Section 10: Title 5 Chapter 6 Subchapter A is repealed:
Chapter 6
VEHICLE AND BOAT REGULATIONS
SUBCHAPTER A. NEGLIGENT DRIVING
5-6-010: NEGLIGENT DRIVING:
It is unlawful to operate a motor vehicle in negligent manner within the City.
5-6-020: PRESUMPTIONS:
Without limiting the generality of Section 5-6-010 of this Subchapter, a person operates a motor
vehicle in a negligent manner if the vehicle:
(A) Is involved in a collision with a telephone pole, tree, building or any other fixed object.
(B) Unlawfully crosses the centerline of the road.
(C) Is being operated without its headlights on, during hours of darkness or in fog.

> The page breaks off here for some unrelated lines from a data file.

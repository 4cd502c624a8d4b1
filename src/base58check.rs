//! Base58Check envelope: `base58( prefix || payload || checksum )` where
//! `checksum` is the first 4 bytes of `SHA256(SHA256(prefix || payload))`.
//!
//! Bitcoin's Base58Check fixes the version prefix at one byte; this crate's
//! seed envelope uses a two-byte prefix (`0x49 0x0a`), so the checksum is
//! computed by hand rather than via `bs58`'s built-in single-byte
//! `with_check_version`.

use sha2::{Digest, Sha256};
use thiserror::Error;

#[derive(Debug, Error, PartialEq, Eq)]
pub enum Base58CheckError {
    #[error("invalid base58 encoding")]
    InvalidBase58,
    #[error("payload too short to contain a checksum")]
    TooShort,
    #[error("checksum mismatch")]
    BadChecksum,
    #[error("prefix mismatch: expected {expected:?}, found {found:?}")]
    BadPrefix { expected: Vec<u8>, found: Vec<u8> },
}

fn checksum(data: &[u8]) -> [u8; 4] {
    let first = Sha256::digest(data);
    let second = Sha256::digest(first);
    let mut out = [0u8; 4];
    out.copy_from_slice(&second[..4]);
    out
}

/// Encode `prefix || payload` as Base58Check.
pub fn encode(prefix: &[u8], payload: &[u8]) -> String {
    let mut buf = Vec::with_capacity(prefix.len() + payload.len() + 4);
    buf.extend_from_slice(prefix);
    buf.extend_from_slice(payload);
    let cksum = checksum(&buf);
    buf.extend_from_slice(&cksum);
    bs58::encode(buf).into_string()
}

/// Decode a Base58Check string, verifying the checksum and that it begins
/// with `expected_prefix`. Returns the payload bytes (prefix and checksum
/// stripped).
pub fn decode(expected_prefix: &[u8], encoded: &str) -> Result<Vec<u8>, Base58CheckError> {
    let raw = bs58::decode(encoded)
        .into_vec()
        .map_err(|_| Base58CheckError::InvalidBase58)?;
    if raw.len() < expected_prefix.len() + 4 {
        return Err(Base58CheckError::TooShort);
    }
    let (body, cksum) = raw.split_at(raw.len() - 4);
    if checksum(body) != cksum {
        return Err(Base58CheckError::BadChecksum);
    }
    let (prefix, payload) = body.split_at(expected_prefix.len());
    if prefix != expected_prefix {
        return Err(Base58CheckError::BadPrefix {
            expected: expected_prefix.to_vec(),
            found: prefix.to_vec(),
        });
    }
    Ok(payload.to_vec())
}

#[cfg(test)]
mod tests {
    use super::*;
    use proptest::prelude::*;

    #[test]
    fn roundtrip() {
        let payload = [1u8; 32];
        let encoded = encode(&[0x49, 0x0a], &payload);
        let decoded = decode(&[0x49, 0x0a], &encoded).unwrap();
        assert_eq!(decoded, payload.to_vec());
    }

    #[test]
    fn wrong_prefix_rejected() {
        let payload = [1u8; 32];
        let encoded = encode(&[0x49, 0x0a], &payload);
        assert!(decode(&[0x55], &encoded).is_err());
    }

    #[test]
    fn tampered_checksum_rejected() {
        let payload = [1u8; 32];
        let mut encoded = encode(&[0x55], &payload);
        encoded.push('x');
        assert!(decode(&[0x55], &encoded).is_err());
    }

    proptest! {
        #[test]
        fn roundtrips_for_any_32_byte_payload(payload in any::<[u8; 32]>()) {
            let encoded = encode(&[0x49, 0x0a], &payload);
            let decoded = decode(&[0x49, 0x0a], &encoded).unwrap();
            prop_assert_eq!(decoded, payload.to_vec());
        }
    }
}
impl Default for TransferConfig {
    fn default() -> Self {
        Self {
            chunk_size: 10_000,
            inter_chunk_delay: Duration::from_millis(5),
            sender_cache_ttl: Duration::from_secs(5 * 60),
            cache_sweep_interval: Duration::from_secs(60),
            max_sweeps: 5,
            inter_sweep_delay: Duration::from_secs(2),
            final_recheck_delay: Duration::from_secs(1),
            metadata_publish_timeout: Duration::from_secs(10),
        }
    }
}

impl TransferConfig {
    pub fn receive_timeout(&self, total_chunks: u32) -> Duration {
        let chunked = self.inter_chunk_delay * 3 * total_chunks;
        chunked.max(Duration::from_secs(15))
    }
}

#[derive(Debug, Clone, Serialize, Deserialize)]
pub struct TransferMetadata {
    pub name: String,
    #[serde(rename = "type", skip_serializing_if = "Option::is_none")]
    pub mime_type: Option<String>,
    pub size: u64,
    #[serde(rename = "totalChunks")]
    pub total_chunks: u32,
    pub timestamp: i64,
    pub sender: String,
}

#[derive(Debug, Clone, Serialize, Deserialize)]
pub struct TransferChunk {
    pub index: u32,
    pub data: String,
    pub timestamp: i64,
    #[serde(rename = "fileId")]
    pub file_id: String,
}

struct SenderCacheEntry {
    chunks: HashMap<u32, String>,
    created_at_ms: i64,
}

#[derive(Debug, Clone)]
pub enum TransferEvent {
    TransferComplete(String),
    ReceiveProgress { transfer_id: String, received: u32, total: u32 },
    FileReceived { filename: String, size: u64, data: Vec<u8>, file_id: String },
    TransferIncomplete(String),
    Message { from: String, value: Value },
}

enum Transport<S> {
    Plain(Channel<S>),
    Encrypted(EncryptedOverlay<S>),
}

struct Inner<S> {
    channel: Channel<S>,
    transport: Transport<S>,
    store: S,
    config: TransferConfig,
    sender_cache: RwLock<HashMap<String, SenderCacheEntry>>,
    processing: RwLock<HashSet<String>>,
    events: broadcast::Sender<TransferEvent>,
    tasks: Mutex<Vec<JoinHandle<()>>>,
}

/// The chunked file-transfer engine. Cheaply `Clone`.
#[derive(Clone)]
pub struct TransferEngine<S> {
    inner: Arc<Inner<S>>,
}

fn now_ms() -> i64 {
    SystemTime::now().duration_since(UNIX_EPOCH).unwrap_or_default().as_millis() as i64
}
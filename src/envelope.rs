//! Signed and box envelope wire forms. The signed envelope is `{s, p}`
//! where `p` is the byte-identical payload string that was signed — the
//! implementation MUST sign and verify over that exact string, not a
//! re-serialization of it.

use ed25519_dalek::{Signature, Signer, SigningKey, Verifier, VerifyingKey};
use rand::RngCore;
use serde::{Deserialize, Serialize};
use sha2::{Digest, Sha512};
use thiserror::Error;
use x25519_dalek::PublicKey as X25519Public;

use crate::crypto::{self, CryptoError};

#[derive(Debug, Error)]
pub enum EnvelopeError {
    #[error("payload is not valid UTF-8 JSON")]
    BadPayload,
    #[error("signature does not verify")]
    BadSignature,
    #[error("hex decoding failed")]
    BadHex,
    #[error("signature bytes are malformed")]
    BadSignatureBytes,
    #[error(transparent)]
    Crypto(#[from] CryptoError),
}

/// Application-level payload carried by a signed envelope. `y` is the
/// discriminant; unused fields for a given `y` are simply absent.
#[derive(Debug, Clone, Serialize, Deserialize)]
pub struct Payload {
    pub t: i64,
    pub i: String,
    pub pk: String,
    pub ek: String,
    pub n: String,
    pub y: String,
    #[serde(skip_serializing_if = "Option::is_none")]
    pub v: Option<serde_json::Value>,
    #[serde(skip_serializing_if = "Option::is_none")]
    pub c: Option<String>,
    #[serde(skip_serializing_if = "Option::is_none")]
    pub a: Option<serde_json::Value>,
    #[serde(skip_serializing_if = "Option::is_none")]
    pub rn: Option<String>,
    #[serde(skip_serializing_if = "Option::is_none")]
    pub rr: Option<serde_json::Value>,
}

impl Payload {
    pub fn nonce() -> String {
        let mut bytes = [0u8; 8];
        rand::rngs::OsRng.fill_bytes(&mut bytes);
        hex::encode(bytes)
    }
}

/// Wire form of a signed envelope: `{s: hex signature, p: payload JSON string}`.
#[derive(Debug, Clone, Serialize, Deserialize)]
pub struct SignedEnvelope {
    pub s: String,
    pub p: String,
}

impl SignedEnvelope {
    /// Serialize `payload` to its canonical JSON string, sign that exact
    /// string, and wrap it.
    pub fn sign(signing_key: &SigningKey, payload: &Payload) -> Self {
        let payload_str = serde_json::to_string(payload).expect("payload always serializes");
        let signature = signing_key.sign(payload_str.as_bytes());
        SignedEnvelope {
            s: hex::encode(signature.to_bytes()),
            p: payload_str,
        }
    }

    /// Verify the signature against `pk` (as encoded in the payload) over
    /// the byte-identical `p` string, then parse `p` as a [`Payload`].
    pub fn verify_and_parse(&self, verifying_key: &VerifyingKey) -> Result<Payload, EnvelopeError> {
        let sig_bytes = hex::decode(&self.s).map_err(|_| EnvelopeError::BadHex)?;
        let sig_array: [u8; 64] = sig_bytes
            .try_into()
            .map_err(|_| EnvelopeError::BadSignatureBytes)?;
        let signature = Signature::from_bytes(&sig_array);
        verifying_key
            .verify(self.p.as_bytes(), &signature)
            .map_err(|_| EnvelopeError::BadSignature)?;
        serde_json::from_str(&self.p).map_err(|_| EnvelopeError::BadPayload)
    }

    /// Self-describing verification: parse `p` to recover the claimed
    /// signing key (`pk`), then verify the signature of `p` against that
    /// key. Returns the verifying key alongside the payload so the caller
    /// can cross-check it against an expected address.
    pub fn verify_self(&self) -> Result<(VerifyingKey, Payload), EnvelopeError> {
        let unverified: Payload = serde_json::from_str(&self.p).map_err(|_| EnvelopeError::BadPayload)?;
        let verifying_key = decode_verifying_key(&unverified.pk)?;
        let payload = self.verify_and_parse(&verifying_key)?;
        Ok((verifying_key, payload))
    }
}

/// Plain (non-checksummed) base58 encoding used for the `pk`/`ek` payload
/// fields — these are ephemeral/per-session keys, not the persisted seed or
/// address, so they carry no checksum envelope.
pub fn encode_verifying_key(key: &VerifyingKey) -> String {
    bs58::encode(key.as_bytes()).into_string()
}

pub fn decode_verifying_key(encoded: &str) -> Result<VerifyingKey, EnvelopeError> {
    let bytes = bs58::decode(encoded)
        .into_vec()
        .map_err(|_| EnvelopeError::BadHex)?;
    let array: [u8; 32] = bytes.try_into().map_err(|_| EnvelopeError::BadSignatureBytes)?;
    VerifyingKey::from_bytes(&array).map_err(|_| EnvelopeError::BadSignatureBytes)
}

pub fn encode_box_public(key: &X25519Public) -> String {
    bs58::encode(key.as_bytes()).into_string()
}

pub fn decode_box_public(encoded: &str) -> Result<X25519Public, EnvelopeError> {
    let bytes = bs58::decode(encoded)
        .into_vec()
        .map_err(|_| EnvelopeError::BadHex)?;
    let array: [u8; 32] = bytes.try_into().map_err(|_| EnvelopeError::BadSignatureBytes)?;
    Ok(X25519Public::from(array))
}

/// Wire form of a directed box envelope: `{n: hex nonce, ek: sender box
/// pub (base58), e: hex ciphertext}`. The ciphertext wraps a serialized
/// [`SignedEnvelope`].
#[derive(Debug, Clone, Serialize, Deserialize)]
pub struct BoxEnvelope {
    pub n: String,
    pub ek: String,
    pub e: String,
}

impl BoxEnvelope {
    /// Seal `inner` (a signed envelope, itself already serialized to JSON)
    /// for `recipient_box_pub` using an ephemeral keypair bound into the
    /// sealed bytes as `n`/`ek`.
    pub fn seal(
        inner_json: &[u8],
        sender_box_public: &X25519Public,
        shared_secret: &[u8; 32],
    ) -> Result<Self, EnvelopeError> {
        let sealed = crypto::seal(shared_secret, inner_json)?;
        Ok(BoxEnvelope {
            n: hex::encode(&sealed[..24]),
            ek: bs58::encode(sender_box_public.as_bytes()).into_string(),
            e: hex::encode(&sealed[24..]),
        })
    }

    /// Open this envelope with the recipient's shared secret, returning the
    /// inner signed-envelope bytes.
    pub fn open(&self, shared_secret: &[u8; 32]) -> Result<Vec<u8>, EnvelopeError> {
        let nonce = hex::decode(&self.n).map_err(|_| EnvelopeError::BadHex)?;
        let ciphertext = hex::decode(&self.e).map_err(|_| EnvelopeError::BadHex)?;
        let mut sealed = Vec::with_capacity(nonce.len() + ciphertext.len());
        sealed.extend_from_slice(&nonce);
        sealed.extend_from_slice(&ciphertext);
        Ok(crypto::open(shared_secret, &sealed)?)
    }
}

/// `SHA512(bytes)` truncated to the first 16 bytes — the packet dedup hash.
pub fn packet_hash(bytes: &[u8]) -> [u8; 16] {
    let digest = Sha512::digest(bytes);
    let mut out = [0u8; 16];
    out.copy_from_slice(&digest[..16]);
    out
}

(D) Is in the physical control of a person with a blood alcohol content of eight one-hundredths
percent (0.08%), control and blood alcohol content having the meaning and being established as
provided in title 18, chapter 80, of the Idaho Code.
(E) Is being driven at a speed in excess of the posted speed.
5-6-030: PENALTIES:
A violation of Section 5-6-010 is:
(A) An infraction if there is no resulting injury to a person or to a second person's property and if
the defendant had not been consuming or using alcohol or a controlled substance at a time
proximate to the event.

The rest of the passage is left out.